DATA TO PROCESS Start Marker

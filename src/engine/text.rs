//! Positioned text runs from page content streams.
//!
//! A run is one string-showing operator (`Tj`, `TJ`, `'`, `"`) with the
//! device-space origin it was painted at. The interpreter tracks just enough
//! state to place runs: CTM stack (`q`/`Q`/`cm`), text and line matrices
//! (`BT`, `Tm`, `Td`, `TD`, `T*`), leading (`TL`), font size (`Tf`) and
//! character spacing (`Tc`).
//!
//! ## Why estimate widths?
//!
//! Exact advances need per-font glyph metrics. Layout analysis here only
//! has to tell "same cell" from "next cell", so an average glyph width of
//! half an em is accurate enough and keeps the interpreter font-agnostic.
//!
//! ## Decoding
//!
//! Shown strings go through the encoding of the font selected by `Tf`. A
//! font's `/ToUnicode` CMap wins over its `/Encoding`; a `/Differences`
//! dictionary falls back to its `/BaseEncoding`. Fonts declaring neither,
//! and strings the font encoding cannot decode, are read as UTF-16BE when
//! they carry a BOM, else as Latin-1.

use crate::error::ToolkitError;
use lopdf::content::Content;
use lopdf::{Dictionary, Document, Encoding, Object, ObjectId};
use std::collections::BTreeMap;
use tracing::debug;

/// Average glyph advance as a fraction of the font size.
const AVG_GLYPH_WIDTH: f32 = 0.5;

/// `TJ` adjustments at least this large (thousandths of an em) read as a space.
const TJ_SPACE_THRESHOLD: f32 = 250.0;

/// One painted string.
#[derive(Debug, Clone, PartialEq)]
pub struct TextRun {
    /// Left edge, device space.
    pub x: f32,
    /// Baseline, device space (grows upwards).
    pub y: f32,
    /// Estimated advance width.
    pub width: f32,
    pub font_size: f32,
    pub text: String,
}

impl TextRun {
    pub fn right(&self) -> f32 {
        self.x + self.width
    }
}

/// Runs sharing a baseline, left to right.
#[derive(Debug, Clone, PartialEq)]
pub struct TextLine {
    pub y: f32,
    pub runs: Vec<TextRun>,
}

/// Adjacent runs of one line merged into a cell.
#[derive(Debug, Clone, PartialEq)]
pub struct Cell {
    pub x: f32,
    pub right: f32,
    pub text: String,
}

impl TextLine {
    /// Merge runs separated by less than `gap` into cells.
    pub fn cells(&self, gap: f32) -> Vec<Cell> {
        let mut cells: Vec<Cell> = Vec::new();
        for run in &self.runs {
            match cells.last_mut() {
                Some(cell) if run.x - cell.right < gap => {
                    if run.x - cell.right > run.font_size * 0.15 && !cell.text.ends_with(' ') {
                        cell.text.push(' ');
                    }
                    cell.text.push_str(&run.text);
                    cell.right = cell.right.max(run.right());
                }
                _ => cells.push(Cell {
                    x: run.x,
                    right: run.right(),
                    text: run.text.clone(),
                }),
            }
        }
        for cell in &mut cells {
            cell.text = cell.text.trim().to_string();
        }
        cells
    }

    /// Line text with cells separated by tabs.
    pub fn text(&self, gap: f32) -> String {
        self.cells(gap)
            .into_iter()
            .map(|c| c.text)
            .collect::<Vec<_>>()
            .join("\t")
    }
}

/// Font resource name → encoding of its shown strings.
type FontEncodings<'a> = BTreeMap<Vec<u8>, Encoding<'a>>;

/// Every text run on a page, in painting order.
pub fn page_runs(doc: &Document, page_id: ObjectId) -> Result<Vec<TextRun>, ToolkitError> {
    let data = doc
        .get_page_content(page_id)
        .map_err(|e| ToolkitError::engine("text extraction", format!("page content: {e}")))?;
    let fonts = decoding_fonts(doc, page_id);
    let encodings: FontEncodings<'_> = fonts
        .iter()
        .filter_map(|(name, font)| match font.get_font_encoding(doc) {
            Ok(encoding) => Some((name.clone(), encoding)),
            Err(e) => {
                debug!("Font /{} has no usable encoding: {}", String::from_utf8_lossy(name), e);
                None
            }
        })
        .collect();
    interpret(&data, &encodings)
}

/// Interpret raw (decoded) content stream bytes without font information.
pub fn runs_from_content(data: &[u8]) -> Result<Vec<TextRun>, ToolkitError> {
    interpret(data, &FontEncodings::new())
}

fn interpret(data: &[u8], encodings: &FontEncodings<'_>) -> Result<Vec<TextRun>, ToolkitError> {
    let content = Content::decode(data)
        .map_err(|e| ToolkitError::engine("text extraction", format!("content stream: {e}")))?;

    let mut state = TextState::default();
    let mut runs = Vec::new();
    for op in &content.operations {
        state.apply(&op.operator, &op.operands, encodings, &mut runs);
    }
    Ok(runs)
}

/// Page fonts that declare how their strings decode, rewritten so lopdf
/// resolves them: a `/ToUnicode` CMap is read as if the font were
/// `Identity-H`, and an `/Encoding` dictionary is replaced by its base name.
fn decoding_fonts(doc: &Document, page_id: ObjectId) -> BTreeMap<Vec<u8>, Dictionary> {
    let Ok(fonts) = doc.get_page_fonts(page_id) else {
        return BTreeMap::new();
    };
    fonts
        .into_iter()
        .filter_map(|(name, font)| {
            let mut font = font.clone();
            if font.has(b"ToUnicode") {
                font.set("Encoding", Object::Name(b"Identity-H".to_vec()));
            } else {
                let base = match font.get_deref(b"Encoding", doc).ok()? {
                    Object::Name(n) => n.clone(),
                    Object::Dictionary(d) => d.get(b"BaseEncoding").and_then(Object::as_name).ok()?.to_vec(),
                    _ => return None,
                };
                font.set("Encoding", Object::Name(base));
            }
            Some((name, font))
        })
        .collect()
}

/// Group runs into lines, top of the page first.
pub fn group_lines(mut runs: Vec<TextRun>, tolerance: f32) -> Vec<TextLine> {
    runs.retain(|r| !r.text.trim().is_empty());
    runs.sort_by(|a, b| b.y.total_cmp(&a.y).then(a.x.total_cmp(&b.x)));

    let mut lines: Vec<TextLine> = Vec::new();
    for run in runs {
        match lines.last_mut() {
            Some(line) if (line.y - run.y).abs() <= tolerance => line.runs.push(run),
            _ => lines.push(TextLine {
                y: run.y,
                runs: vec![run],
            }),
        }
    }
    for line in &mut lines {
        line.runs.sort_by(|a, b| a.x.total_cmp(&b.x));
    }
    lines
}

// ── Interpreter ──────────────────────────────────────────────────────────

/// Affine matrix `[a b c d e f]`.
#[derive(Debug, Clone, Copy, PartialEq)]
struct Matrix([f32; 6]);

impl Matrix {
    const IDENTITY: Matrix = Matrix([1.0, 0.0, 0.0, 1.0, 0.0, 0.0]);

    fn translate(tx: f32, ty: f32) -> Self {
        Matrix([1.0, 0.0, 0.0, 1.0, tx, ty])
    }

    /// `self × other`
    fn mul(self, other: Matrix) -> Matrix {
        let [a, b, c, d, e, f] = self.0;
        let [a2, b2, c2, d2, e2, f2] = other.0;
        Matrix([
            a * a2 + b * c2,
            a * b2 + b * d2,
            c * a2 + d * c2,
            c * b2 + d * d2,
            e * a2 + f * c2 + e2,
            e * b2 + f * d2 + f2,
        ])
    }

    fn vertical_scale(self) -> f32 {
        let [_, _, c, d, _, _] = self.0;
        (c * c + d * d).sqrt()
    }
}

struct TextState {
    ctm: Matrix,
    stack: Vec<Matrix>,
    tm: Matrix,
    tlm: Matrix,
    leading: f32,
    font: Option<Vec<u8>>,
    font_size: f32,
    char_spacing: f32,
}

impl Default for TextState {
    fn default() -> Self {
        Self {
            ctm: Matrix::IDENTITY,
            stack: Vec::new(),
            tm: Matrix::IDENTITY,
            tlm: Matrix::IDENTITY,
            leading: 0.0,
            font: None,
            font_size: 12.0,
            char_spacing: 0.0,
        }
    }
}

impl TextState {
    fn apply(
        &mut self,
        operator: &str,
        operands: &[Object],
        encodings: &FontEncodings<'_>,
        runs: &mut Vec<TextRun>,
    ) {
        let n = |i: usize| operands.get(i).and_then(number);
        let decode = |font: &Option<Vec<u8>>, bytes: &[u8]| {
            font.as_ref()
                .and_then(|f| encodings.get(f))
                .and_then(|enc| enc.bytes_to_string(bytes).ok())
                .unwrap_or_else(|| decode_pdf_string(bytes))
        };
        match operator {
            "q" => self.stack.push(self.ctm),
            "Q" => {
                if let Some(m) = self.stack.pop() {
                    self.ctm = m;
                }
            }
            "cm" => {
                if let Some(m) = matrix(operands) {
                    self.ctm = m.mul(self.ctm);
                }
            }
            "BT" => {
                self.tm = Matrix::IDENTITY;
                self.tlm = Matrix::IDENTITY;
            }
            "Tf" => {
                if let Some(Object::Name(name)) = operands.first() {
                    self.font = Some(name.clone());
                }
                if let Some(size) = n(1) {
                    self.font_size = size;
                }
            }
            "Tc" => self.char_spacing = n(0).unwrap_or(0.0),
            "TL" => self.leading = n(0).unwrap_or(0.0),
            "Tm" => {
                if let Some(m) = matrix(operands) {
                    self.tm = m;
                    self.tlm = m;
                }
            }
            "Td" => self.next_line(n(0).unwrap_or(0.0), n(1).unwrap_or(0.0)),
            "TD" => {
                let ty = n(1).unwrap_or(0.0);
                self.leading = -ty;
                self.next_line(n(0).unwrap_or(0.0), ty);
            }
            "T*" => self.next_line(0.0, -self.leading),
            "Tj" => {
                if let Some(Object::String(bytes, _)) = operands.first() {
                    self.show(decode(&self.font, bytes), 0.0, runs);
                }
            }
            "'" => {
                self.next_line(0.0, -self.leading);
                if let Some(Object::String(bytes, _)) = operands.first() {
                    self.show(decode(&self.font, bytes), 0.0, runs);
                }
            }
            "\"" => {
                if let Some(ac) = n(1) {
                    self.char_spacing = ac;
                }
                self.next_line(0.0, -self.leading);
                if let Some(Object::String(bytes, _)) = operands.get(2) {
                    self.show(decode(&self.font, bytes), 0.0, runs);
                }
            }
            "TJ" => {
                if let Some(Object::Array(items)) = operands.first() {
                    let text = |bytes: &[u8]| decode(&self.font, bytes);
                    let (text, adjust) = self.array_text(items, text);
                    self.show(text, adjust, runs);
                }
            }
            _ => {}
        }
    }

    fn next_line(&mut self, tx: f32, ty: f32) {
        self.tlm = Matrix::translate(tx, ty).mul(self.tlm);
        self.tm = self.tlm;
    }

    /// Paint `text` as one run, then advance the text matrix past it.
    /// `extra` is an additional advance in text-space units.
    fn show(&mut self, text: String, extra: f32, runs: &mut Vec<TextRun>) {
        let chars = text.chars().count() as f32;
        let advance = chars * (self.font_size * AVG_GLYPH_WIDTH + self.char_spacing) + extra;
        let trm = self.tm.mul(self.ctm);
        let scale_x = (trm.0[0] * trm.0[0] + trm.0[1] * trm.0[1]).sqrt();

        if !text.is_empty() {
            runs.push(TextRun {
                x: trm.0[4],
                y: trm.0[5],
                width: advance * scale_x,
                font_size: self.font_size * trm.vertical_scale(),
                text,
            });
        }
        self.tm = Matrix::translate(advance, 0.0).mul(self.tm);
    }

    /// Concatenated `TJ` text and the extra advance its kerning adds.
    fn array_text(&self, items: &[Object], decode: impl Fn(&[u8]) -> String) -> (String, f32) {
        let mut text = String::new();
        let mut adjust = 0.0;
        for item in items {
            match item {
                Object::String(bytes, _) => text.push_str(&decode(bytes)),
                other => {
                    if let Some(kern) = number(other) {
                        if kern <= -TJ_SPACE_THRESHOLD && !text.is_empty() && !text.ends_with(' ') {
                            text.push(' ');
                            // The space glyph already accounts for part of the gap.
                            adjust -= self.font_size * AVG_GLYPH_WIDTH;
                        }
                        adjust -= kern / 1000.0 * self.font_size;
                    }
                }
            }
        }
        (text, adjust)
    }
}

fn number(o: &Object) -> Option<f32> {
    match o {
        Object::Integer(i) => Some(*i as f32),
        Object::Real(r) => Some(*r as f32),
        _ => None,
    }
}

fn matrix(operands: &[Object]) -> Option<Matrix> {
    if operands.len() < 6 {
        return None;
    }
    let mut m = [0.0f32; 6];
    for (slot, o) in m.iter_mut().zip(operands) {
        *slot = number(o)?;
    }
    Some(Matrix(m))
}

/// Decode a PDF string: UTF-16BE with BOM, else Latin-1.
pub fn decode_pdf_string(bytes: &[u8]) -> String {
    if let Some(body) = bytes.strip_prefix(&[0xFE, 0xFF]) {
        let units: Vec<u16> = body
            .chunks_exact(2)
            .map(|c| u16::from_be_bytes([c[0], c[1]]))
            .collect();
        return String::from_utf16_lossy(&units);
    }
    bytes.iter().map(|&b| char::from(b)).collect()
}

DATA TO PROCESS End Marker

DESCRIPTION OF THE TASK:
Nothing but the lines from the beginning of the records through the line with "tracks just enough" should appear, each printed exactly.

WRITTEN RESPONSE:
filename src/engine/text.rs
//! Positioned text runs from page content streams.
//!
//! A run is one string-showing operator (`Tj`, `TJ`, `'`, `"`) with the
//! device-space origin it was painted at. The interpreter tracks just enough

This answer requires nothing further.